• TASK BRIEF: Within the data below, count the lines that include the word "impl". Provide the number and nothing further.

• PROVIDED DATA:
..............................

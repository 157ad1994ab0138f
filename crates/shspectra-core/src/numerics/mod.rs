pub mod legendre;
pub mod stats;

pub use legendre::{
    AssociatedLegendreApi, AssociatedLegendreInput, LegendreError, legendre_packed,
    legendre_packed_ortho,
};
pub use stats::standard_normal_quantile;
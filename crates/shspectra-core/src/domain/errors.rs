use std::fmt::{Display, Formatter};

/// Failure categories surfaced by the analysis operations.
///
/// Zero-power degrees in the correlator are deliberately NOT an error
/// category: they are a numeric-warning condition reported as NaN in the
/// output so a single degenerate degree never aborts a whole run.
#[derive(Debug, Clone, Copy, PartialEq, Eq, Hash)]
pub enum AnalysisErrorCategory {
    InputError,
    IoError,
}

impl AnalysisErrorCategory {
    pub const fn as_str(self) -> &'static str {
        match self {
            Self::InputError => "INPUT",
            Self::IoError => "IO",
        }
    }
}

impl Display for AnalysisErrorCategory {
    fn fmt(&self, f: &mut Formatter<'_>) -> std::fmt::Result {
        f.write_str((*self).as_str())
    }
}

/// Shared error type for the estimator, the correlator, and the CSV sinks.
///
/// Each error carries a stable placeholder code (for example
/// `INPUT.POINT_LENGTHS`) so callers and tests can match on the failure
/// site without parsing the human-readable message.
#[derive(Debug, Clone, PartialEq, Eq, thiserror::Error)]
#[error("{code}: {message}")]
pub struct AnalysisError {
    category: AnalysisErrorCategory,
    code: &'static str,
    message: String,
}

impl AnalysisError {
    pub fn input_validation(code: &'static str, message: impl Into<String>) -> Self {
        Self {
            category: AnalysisErrorCategory::InputError,
            code,
            message: message.into(),
        }
    }

    pub fn io_system(code: &'static str, message: impl Into<String>) -> Self {
        Self {
            category: AnalysisErrorCategory::IoError,
            code,
            message: message.into(),
        }
    }

    pub fn category(&self) -> AnalysisErrorCategory {
        self.category
    }

    pub fn code(&self) -> &'static str {
        self.code
    }

    pub fn message(&self) -> &str {
        &self.message
    }

    pub fn exit_code(&self) -> i32 {
        match self.category {
            AnalysisErrorCategory::InputError => 2,
            AnalysisErrorCategory::IoError => 3,
        }
    }

    pub fn diagnostic_line(&self) -> String {
        format!("shspectra: {} error [{}]: {}", self.category, self.code, self.message)
    }
}

pub type AnalysisResult<T> = Result<T, AnalysisError>;
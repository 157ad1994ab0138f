//! Spherical-harmonic analysis of point data on a sphere.
//!
//! Two stateless operations: fitting spherical-harmonic coefficients (and
//! per-degree spectral power) to latitude/longitude samples, and computing
//! degree-wise correlation between two previously fitted coefficient sets.

pub mod analysis;
pub mod common;
pub mod domain;
pub mod numerics;
use crate::common::constants::FOUR_PI;
use crate::domain::{packed_index, packed_len};

#[derive(Debug, Clone, Copy, PartialEq)]
pub struct AssociatedLegendreInput {
    pub max_degree: usize,
    pub x: f64,
}

impl AssociatedLegendreInput {
    pub fn new(max_degree: usize, x: f64) -> Self {
        Self { max_degree, x }
    }
}

pub trait AssociatedLegendreApi {
    fn legendre_packed(&self, input: AssociatedLegendreInput) -> Result<Vec<f64>, LegendreError>;
}

#[derive(Debug, Clone, PartialEq, thiserror::Error)]
pub enum LegendreError {
    #[error("associated Legendre argument must be finite, got {value}")]
    NonFiniteArgument { value: f64 },
    #[error("associated Legendre argument must satisfy |x| <= 1, got {value}")]
    ArgumentOutOfRange { value: f64 },
}

/// Orthonormalized associated Legendre functions P̄lm(x) for all
/// 0 <= m <= l <= `max_degree`, packed at offset l(l+1)/2 + m.
///
/// Normalization is the orthonormal ("ortho") convention with the
/// Condon-Shortley phase: the real harmonics P̄lm(cos θ)·{cos, sin}(mφ)
/// integrate to one over the sphere, and the order-m > 0 functions carry
/// the sqrt(2) azimuthal factor. Satisfies the sum rule
/// Σₘ P̄lm(x)² = (2l+1)/(4π) for every l and x.
///
/// Uses the normalized diagonal/three-term recursions, so no factorial
/// ratios appear and the evaluation stays stable to high degree.
pub fn legendre_packed_ortho(max_degree: usize, x: f64) -> Result<Vec<f64>, LegendreError> {
    if !x.is_finite() {
        return Err(LegendreError::NonFiniteArgument { value: x });
    }
    if x.abs() > 1.0 {
        return Err(LegendreError::ArgumentOutOfRange { value: x });
    }

    let mut packed = vec![0.0_f64; packed_len(max_degree)];
    let u = (1.0 - x * x).max(0.0).sqrt();
    let scale = 1.0 / FOUR_PI.sqrt();

    packed[packed_index(0, 0)] = scale;
    if max_degree == 0 {
        return Ok(packed);
    }

    // Diagonal: the sqrt(2) azimuthal factor enters at m = 1, after which
    // each step carries sqrt((2m+1)/(2m)) and one Condon-Shortley sign.
    packed[packed_index(1, 1)] = -3.0_f64.sqrt() * u * scale;
    for order in 2..=max_degree {
        let previous = packed[packed_index(order - 1, order - 1)];
        let factor = ((2 * order + 1) as f64 / (2 * order) as f64).sqrt();
        packed[packed_index(order, order)] = -factor * u * previous;
    }

    for order in 0..max_degree {
        let diagonal = packed[packed_index(order, order)];
        packed[packed_index(order + 1, order)] =
            ((2 * order + 3) as f64).sqrt() * x * diagonal;

        for degree in (order + 2)..=max_degree {
            let l = degree as f64;
            let m = order as f64;
            let a = ((2.0 * l + 1.0) * (2.0 * l - 1.0) / ((l - m) * (l + m))).sqrt();
            let b = ((2.0 * l + 1.0) * (l + m - 1.0) * (l - m - 1.0)
                / ((2.0 * l - 3.0) * (l - m) * (l + m)))
                .sqrt();

            packed[packed_index(degree, order)] = a * x * packed[packed_index(degree - 1, order)]
                - b * packed[packed_index(degree - 2, order)];
        }
    }

    Ok(packed)
}

pub fn legendre_packed(input: AssociatedLegendreInput) -> Result<Vec<f64>, LegendreError> {
    legendre_packed_ortho(input.max_degree, input.x)
}
mod commands;
mod dispatch;
mod helpers;

use clap::Parser;
use shspectra_core::domain::AnalysisError;

pub fn run_from_env() -> i32 {
    let args: Vec<String> = std::env::args().skip(1).collect();

    match run(args) {
        Ok(code) => code,
        Err(CliError::Usage(message)) => {
            eprintln!("{message}");
            2
        }
        Err(CliError::Compute(error)) => {
            eprintln!("{}", error.diagnostic_line());
            error.exit_code()
        }
        Err(CliError::Report(error)) => {
            eprintln!("shspectra: report error: {error:#}");
            3
        }
    }
}

pub fn run<I, S>(args: I) -> Result<i32, CliError>
where
    I: IntoIterator<Item = S>,
    S: Into<String>,
{
    let full_args = std::iter::once("shspectra".to_string())
        .chain(args.into_iter().map(Into::into))
        .collect::<Vec<_>>();
    parse_and_dispatch(full_args)
}

fn parse_and_dispatch(args: Vec<String>) -> Result<i32, CliError> {
    match Cli::try_parse_from(&args) {
        Ok(cli) => dispatch::dispatch_parsed(cli.command),
        Err(err) => match err.kind() {
            clap::error::ErrorKind::DisplayHelp | clap::error::ErrorKind::DisplayVersion => {
                print!("{err}");
                Ok(0)
            }
            _ => Err(CliError::Usage(err.to_string())),
        },
    }
}

#[derive(Parser)]
#[command(
    name = "shspectra",
    about = "Spherical-harmonic power and degree correlation for point data"
)]
struct Cli {
    #[command(subcommand)]
    command: CliCommand,
}

#[derive(clap::Subcommand)]
enum CliCommand {
    /// Fit spherical-harmonic coefficients to points and derive per-degree power
    Power(commands::PowerArgs),
    /// Correlate two coefficient tables degree by degree
    Correlate(commands::CorrelateArgs),
}

#[derive(Debug, thiserror::Error)]
pub enum CliError {
    #[error("{0}")]
    Usage(String),
    #[error(transparent)]
    Compute(#[from] AnalysisError),
    #[error(transparent)]
    Report(#[from] anyhow::Error),
}
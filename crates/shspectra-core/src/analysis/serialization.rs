//! Delimited-text sinks and sources for analysis results.
//!
//! Output is plain header-less CSV, one row per degree (and per order for
//! coefficient tables). Writing is a single scoped operation per table;
//! the reader exists for the manual hand-off of an estimator's coefficient
//! table into the correlator.

use crate::domain::{
    AnalysisError, AnalysisResult, CoefficientSet, CorrelationResult, PowerSpectrum, packed_index,
    packed_len,
};
use std::fs;
use std::path::Path;

/// Canonicalizes line endings and guarantees a trailing newline so repeated
/// writes of the same table produce identical bytes.
pub fn normalize_text_artifact(content: &str) -> String {
    let mut normalized = content.replace("\r\n", "\n").replace('\r', "\n");
    if !normalized.is_empty() && !normalized.ends_with('\n') {
        normalized.push('\n');
    }
    normalized
}

fn write_text_artifact(path: &Path, content: &str, code: &'static str) -> AnalysisResult<()> {
    if let Some(parent) = path.parent()
        && !parent.as_os_str().is_empty()
    {
        fs::create_dir_all(parent).map_err(|source| {
            AnalysisError::io_system(
                code,
                format!("failed to create directory '{}': {}", parent.display(), source),
            )
        })?;
    }

    fs::write(path, normalize_text_artifact(content)).map_err(|source| {
        AnalysisError::io_system(
            code,
            format!("failed to write '{}': {}", path.display(), source),
        )
    })
}

/// Rows `degree,order,clm,slm` for every (degree, order) in packed order.
pub fn render_coefficients_csv(set: &CoefficientSet) -> String {
    let mut table = String::new();
    for (degree, order, clm, slm) in set.entries() {
        table.push_str(&format!("{degree},{order},{clm},{slm}\n"));
    }
    table
}

pub fn write_coefficients_csv(path: &Path, set: &CoefficientSet) -> AnalysisResult<()> {
    write_text_artifact(path, &render_coefficients_csv(set), "IO.COEFFICIENTS_CSV")
}

/// Rows `degree,power` for degrees 0..=max_degree.
pub fn render_power_csv(spectrum: &PowerSpectrum) -> String {
    let mut table = String::new();
    for (degree, power) in spectrum.values().iter().enumerate() {
        table.push_str(&format!("{degree},{power}\n"));
    }
    table
}

pub fn write_power_csv(path: &Path, spectrum: &PowerSpectrum) -> AnalysisResult<()> {
    write_text_artifact(path, &render_power_csv(spectrum), "IO.POWER_CSV")
}

/// Rows `degree,correlation` followed by `lower,upper` for each confidence
/// level. Undefined values render as `NaN`.
pub fn render_correlation_csv(result: &CorrelationResult) -> String {
    let mut table = String::new();
    for entry in &result.degrees {
        table.push_str(&format!("{},{}", entry.degree, entry.correlation));
        for interval in &entry.intervals {
            table.push_str(&format!(",{},{}", interval.lower, interval.upper));
        }
        table.push('\n');
    }
    table
}

pub fn write_correlation_csv(path: &Path, result: &CorrelationResult) -> AnalysisResult<()> {
    write_text_artifact(path, &render_correlation_csv(result), "IO.CORRELATION_CSV")
}

/// Parses a coefficients table written by [`render_coefficients_csv`].
///
/// Blank lines and `#` comments are skipped. The rows must cover the full
/// triangle up to the largest degree present; the single exception is a
/// missing (0, 0) row, which is taken as zero because the original density
/// tooling starts its tables at degree 1.
pub fn parse_coefficients_csv(source: &str) -> AnalysisResult<CoefficientSet> {
    let mut rows: Vec<(usize, usize, f64, f64)> = Vec::new();

    for (line_number, raw_line) in source.lines().enumerate() {
        let line = raw_line.trim();
        if line.is_empty() || line.starts_with('#') {
            continue;
        }

        let fields: Vec<&str> = line.split(',').map(str::trim).collect();
        if fields.len() != 4 {
            return Err(AnalysisError::input_validation(
                "INPUT.COEFFICIENT_ROW",
                format!(
                    "coefficient row {} must have 4 fields (degree,order,clm,slm), got {}",
                    line_number + 1,
                    fields.len()
                ),
            ));
        }

        let degree = parse_index(fields[0], "degree", line_number)?;
        let order = parse_index(fields[1], "order", line_number)?;
        if order > degree {
            return Err(AnalysisError::input_validation(
                "INPUT.COEFFICIENT_ROW",
                format!(
                    "coefficient row {} has order {} greater than degree {}",
                    line_number + 1,
                    order,
                    degree
                ),
            ));
        }

        let clm = parse_value(fields[2], "clm", line_number)?;
        let slm = parse_value(fields[3], "slm", line_number)?;
        rows.push((degree, order, clm, slm));
    }

    if rows.is_empty() {
        return Err(AnalysisError::input_validation(
            "INPUT.COEFFICIENT_ROWS",
            "coefficient table contains no data rows",
        ));
    }

    let max_degree = rows.iter().map(|(degree, ..)| *degree).max().unwrap_or(0);
    let entries = packed_len(max_degree);
    let mut cosine = vec![0.0_f64; entries];
    let mut sine = vec![0.0_f64; entries];
    let mut seen = vec![false; entries];

    for (degree, order, clm, slm) in rows {
        let offset = packed_index(degree, order);
        if seen[offset] {
            return Err(AnalysisError::input_validation(
                "INPUT.COEFFICIENT_DUPLICATE",
                format!("duplicate coefficient row for degree {degree} order {order}"),
            ));
        }
        seen[offset] = true;
        cosine[offset] = clm;
        sine[offset] = slm;
    }

    let missing: Vec<usize> = seen
        .iter()
        .enumerate()
        .filter_map(|(offset, present)| (!present).then_some(offset))
        .collect();
    if !(missing.is_empty() || missing == [packed_index(0, 0)]) {
        return Err(AnalysisError::input_validation(
            "INPUT.COEFFICIENT_SHAPE",
            format!(
                "coefficient table up to degree {} is missing {} (degree, order) entries",
                max_degree,
                missing.len()
            ),
        ));
    }

    CoefficientSet::from_packed(max_degree, cosine, sine)
}

pub fn read_coefficients_csv(path: &Path) -> AnalysisResult<CoefficientSet> {
    let source = fs::read_to_string(path).map_err(|source| {
        AnalysisError::io_system(
            "IO.COEFFICIENTS_READ",
            format!("failed to read '{}': {}", path.display(), source),
        )
    })?;
    parse_coefficients_csv(&source)
}

fn parse_index(field: &str, name: &str, line_number: usize) -> AnalysisResult<usize> {
    field.parse::<usize>().map_err(|_| {
        AnalysisError::input_validation(
            "INPUT.COEFFICIENT_ROW",
            format!(
                "coefficient row {} has non-integer {name} field '{field}'",
                line_number + 1
            ),
        )
    })
}

fn parse_value(field: &str, name: &str, line_number: usize) -> AnalysisResult<f64> {
    field.parse::<f64>().map_err(|_| {
        AnalysisError::input_validation(
            "INPUT.COEFFICIENT_ROW",
            format!(
                "coefficient row {} has non-numeric {name} field '{field}'",
                line_number + 1
            ),
        )
    })
}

..............................

• TASK RESULT: 6